# Flavour yes no?



## Kevyn (7/11/16)

Making another juice.. any help?

Cinnamon TFA
CREAMY cream
Custard
?
?
Opinions?


----------



## igor (7/11/16)

apple or peach?


----------



## Kevyn (7/11/16)

Peach vanilla custard and cinnamon with sweet cream?


----------



## igor (7/11/16)

yeah, but very light on the cinnamon.
Will be interesting for sure


----------



## KZOR (7/11/16)

I would add Frosted doughnut and French vanilla cream.


----------



## Kevyn (7/11/16)

I'm one of those cinnamon guys:'))


----------



## Kevyn (7/11/16)

KZOR said:


> I would add Frosted doughnut and French vanilla cream.


I don't want that to sweet doughnut taste.
I'm looking for a creamy custard mellowy morning and all day vape


----------



## KZOR (7/11/16)

Then switch doughnut for yellow cake.


----------



## Kevyn (7/11/16)

KZOR said:


> Then switch doughnut for yellow cake.


Good suggestion. How is yellow cake?


----------



## KZOR (7/11/16)

I have a custard recipe called Custardo in which I use it.
Here is a list of ingredients for the real recipe ......will give you a good idea. 
Gives nice body without adding too much sweetness.


unsalted butter

sugar

eggs

egg yolks

salt

baking powder

all-purpose flour

buttermilk

vanilla extract

Reactions: Agree 1


----------



## Kevyn (7/11/16)

KZOR said:


> I have a custard recipe called Custardo in which I use it.
> Here is a list of ingredients for the real recipe ......will give you a good idea.
> Gives nice body without adding too much sweetness.
> 
> ...


So in terms of flavour.. TFA or flavour art? And recipe should include :

French Vanilla Custard 
Sweet Cream
TFA cinnamon but as per low qty added into the mix 
And a peach but about 10% only? 

And yellow cake? Not sure how this would taste as I've never tried.


----------



## KZOR (7/11/16)

Most of my flavourings are TFA
Go for 3% yellow cake ....should be descent recipe.

Reactions: Like 1


----------



## Kevyn (7/11/16)

KZOR said:


> Most of my flavourings are TFA
> Go for 3% yellow cake ....should be descent recipe.

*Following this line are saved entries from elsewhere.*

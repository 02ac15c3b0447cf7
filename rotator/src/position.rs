use crate::error::AppError;
use chrono::Utc;
use fnv::FnvHashMap;
use fs2::FileExt;
use indexmap::IndexMap;
use rust_decimal::Decimal;
use serde::{Deserialize, Serialize};
use smol_str::SmolStr;
use std::fs::{self, OpenOptions};
use std::path::{Path, PathBuf};
use tracing::warn;

/// Durable per-region position state: holdings, per-asset price peaks and the
/// portfolio equity peak.
///
/// Mutated only at the end of a trade phase and after guard execution. Peaks
/// ratchet monotonically upward until the state is rebuilt from balances.
#[derive(Debug, Clone, Default, PartialEq, Deserialize, Serialize)]
pub struct PositionState {
    pub assets: IndexMap<SmolStr, Decimal>,
    pub peaks: IndexMap<SmolStr, Decimal>,
    pub portfolio_peak: Decimal,
    /// Milliseconds since the Unix epoch.
    pub ts: i64,
}

fn price_for(asset: &str, price_map: &FnvHashMap<SmolStr, Decimal>) -> Decimal {
    if asset == "USDT" {
        Decimal::ONE
    } else {
        price_map.get(asset).copied().unwrap_or(Decimal::ZERO)
    }
}

impl PositionState {
    /// Current equity in USDT terms over the provided price map.
    pub fn equity(&self, price_map: &FnvHashMap<SmolStr, Decimal>) -> Decimal {
        self.assets
            .iter()
            .map(|(asset, amount)| *amount * price_for(asset, price_map))
            .sum()
    }

    /// Ratchet per-asset and portfolio peaks upward against current prices.
    pub fn update_peaks(&mut self, price_map: &FnvHashMap<SmolStr, Decimal>) {
        for (asset, amount) in &self.assets {
            if *amount <= Decimal::ZERO {
                continue;
            }
            let price = price_for(asset, price_map);
            if price <= Decimal::ZERO {
                continue;
            }
            let peak = self.peaks.entry(asset.clone()).or_insert(price);
            if price > *peak {
                *peak = price;
            }
        }

        let equity = self.equity(price_map);
        if equity > self.portfolio_peak {
            self.portfolio_peak = equity;
        }
        self.ts = Utc::now().timestamp_millis();
    }

    /// Rebuild holdings from actual balances, keeping (and ratcheting) the
    /// existing peaks.
    pub fn sync_from_balances(
        &mut self,
        balances: &IndexMap<SmolStr, Decimal>,
        price_map: &FnvHashMap<SmolStr, Decimal>,
    ) {
        self.assets = balances
            .iter()
            .filter(|(_, amount)| **amount > Decimal::ZERO)
            .map(|(asset, amount)| (SmolStr::new(asset.to_ascii_uppercase()), *amount))
            .collect();
        self.update_peaks(price_map);
    }
}

/// Legacy on-disk shape: a bare list of `[asset, amount]` pairs from before
/// peaks were tracked.
#[derive(Debug, Deserialize)]
#[serde(untagged)]
enum StoredState {
    Current(PositionState),
    Legacy(Vec<(SmolStr, Decimal)>),
}

fn migrate(stored: StoredState) -> PositionState {
    match stored {
        StoredState::Current(state) => state,
        StoredState::Legacy(pairs) => PositionState {
            assets: pairs
                .into_iter()
                .filter(|(_, amount)| *amount > Decimal::ZERO)
                .collect(),
            peaks: IndexMap::new(),
            portfolio_peak: Decimal::ZERO,
            ts: Utc::now().timestamp_millis(),
        },
    }
}

/// Durable [`PositionState`] storage.
///
/// Writes go to a temporary file in the target directory followed by an
/// atomic rename; a sibling `.lock` file serialises concurrent writers.
#[derive(Debug, Clone)]
pub struct PositionStore {
    path: PathBuf,
}

impl PositionStore {
    pub fn new(path: impl Into<PathBuf>) -> Self {
        Self { path: path.into() }
    }

    pub fn path(&self) -> &Path {
        &self.path
    }

    fn lock_path(&self) -> PathBuf {
        let mut lock = self.path.as_os_str().to_owned();
        lock.push(".lock");
        PathBuf::from(lock)
    }

    /// Load the persisted state; a missing or unreadable file degrades to an
    /// empty state rather than blocking the cycle.
    pub fn load(&self) -> PositionState {
        let raw = match fs::read_to_string(&self.path) {
            Ok(raw) => raw,
            Err(_) => return PositionState::default(),
        };

        match serde_json::from_str::<StoredState>(&raw) {
            Ok(stored) => migrate(stored),
            Err(error) => {
                warn!(path = %self.path.display(), %error, "position state unreadable, starting empty");
                PositionState::default()
            }
        }
    }

    /// Persist atomically under the writer lock.
    pub fn save(&self, state: &PositionState) -> Result<(), AppError> {
        let parent = self
            .path
            .parent()
            .filter(|parent| !parent.as_os_str().is_empty())
            .map(Path::to_path_buf)
            .unwrap_or_else(|| PathBuf::from("."));
        fs::create_dir_all(&parent)?;

        let lock_file = OpenOptions::new()
            .create(true)
            .truncate(false)
            .write(true)
            .open(self.lock_path())?;
        lock_file
            .lock_exclusive()
            .map_err(|error| AppError::State(format!("position lock: {error}")))?;

        let result = self.write_locked(state, &parent);
        let _ = FileExt::unlock(&lock_file);
        result
    }

    fn write_locked(&self, state: &PositionState, parent: &Path) -> Result<(), AppError> {
        let mut tmp = tempfile::NamedTempFile::new_in(parent)?;
        serde_json::to_writer(&mut tmp, state)?;
        tmp.as_file().sync_all()?;
        tmp.persist(&self.path)
            .map_err(|error| AppError::State(format!("atomic rename: {error}")))?;
        Ok(())
    }

    /// Drop the persisted state entirely.
    pub fn clear(&self) -> Result<(), AppError> {
        match fs::remove_file(&self.path) {
            Ok(()) => Ok(()),
            Err(error) if error.kind() == std::io::ErrorKind::NotFound => Ok(()),
            Err(error) => Err(error.into()),
        }
    }
}

#[cfg(test)]
mod tests {
    use super::*;
    use rust_decimal_macros::dec;

    fn prices(pairs: &[(&str, Decimal)]) -> FnvHashMap<SmolStr, Decimal> {
        pairs
            .iter()
            .map(|(asset, price)| (SmolStr::new(*asset), *price))
            .collect()
    }

    #[test]
    fn test_peaks_only_ratchet_upward() {
        let mut state = PositionState::default();
        state.assets.insert(SmolStr::new("BTC"), dec!(1));

        state.update_peaks(&prices(&[("BTC", dec!(100))]));
        assert_eq!(state.peaks["BTC"], dec!(100));
        assert_eq!(state.portfolio_peak, dec!(100));

        // lower price leaves both peaks untouched
        state.update_peaks(&prices(&[("BTC", dec!(80))]));
        assert_eq!(state.peaks["BTC"], dec!(100));
        assert_eq!(state.portfolio_peak, dec!(100));

        state.update_peaks(&prices(&[("BTC", dec!(120))]));
        assert_eq!(state.peaks["BTC"], dec!(120));
        assert_eq!(state.portfolio_peak, dec!(120));
    }

    #[test]
    fn test_equity_values_usdt_at_par() {
        let mut state = PositionState::default();
        state.assets.insert(SmolStr::new("BTC"), dec!(2));
        state.assets.insert(SmolStr::new("USDT"), dec!(50));

        let equity = state.equity(&prices(&[("BTC", dec!(100))]));
        assert_eq!(equity, dec!(250));
    }

    #[test]
    fn test_store_round_trip() {
        let dir = tempfile::tempdir().unwrap();
        let store = PositionStore::new(dir.path().join("position.json"));

        let mut state = PositionState::default();
        state.assets.insert(SmolStr::new("ETH"), dec!(3.5));
        state.peaks.insert(SmolStr::new("ETH"), dec!(2000));
        state.portfolio_peak = dec!(7000);
        state.ts = 1_700_000_000_000;

        store.save(&state).unwrap();
        let loaded = store.load();
        assert_eq!(loaded, state);
    }

    #[test]
    fn test_missing_and_corrupt_files_degrade_to_empty() {
        let dir = tempfile::tempdir().unwrap();
        let store = PositionStore::new(dir.path().join("position.json"));
        assert_eq!(store.load(), PositionState::default());

        fs::write(store.path(), "{not json").unwrap();
        assert_eq!(store.load(), PositionState::default());
    }

    #[test]
    fn test_legacy_pair_list_migrates() {
        let dir = tempfile::tempdir().unwrap();
        let store = PositionStore::new(dir.path().join("position.json"));
        fs::write(store.path(), r#"[["BTC", "0.5"], ["DUST", "0"]]"#).unwrap();

        let state = store.load();
        assert_eq!(state.assets.len(), 1);
        assert_eq!(state.assets["BTC"], dec!(0.5));
        assert_eq!(state.portfolio_peak, Decimal::ZERO);
    }

    #[test]
    fn test_sync_from_balances_keeps_peaks() {
        let mut state = PositionState::default();
        state.assets.insert(SmolStr::new("BTC"), dec!(1));
        state.update_peaks(&prices(&[("BTC", dec!(100))]));

        let balances: IndexMap<SmolStr, Decimal> = [
            (SmolStr::new("BTC"), dec!(0.4)),
            (SmolStr::new("USDT"), dec!(60)),
        ]
        .into_iter()
        .collect();

        state.sync_from_balances(&balances, &prices(&[("BTC", dec!(90))]));
        assert_eq!(state.assets["BTC"], dec!(0.4));
        // old peak survives the resync
        assert_eq!(state.peaks["BTC"], dec!(100));
    }
}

Will give it a go man. Won't know until I try.


----------



## Pindyman (7/11/16)

Butter pecan... Custard... Cream... And a pinch of cinnamon should be quite tasty... Maybe add in something that C an be used as a biscuit base.... Maybe some FA cookie

Sent from my SM-N910F using Tapatalk

Reactions: Like 2


----------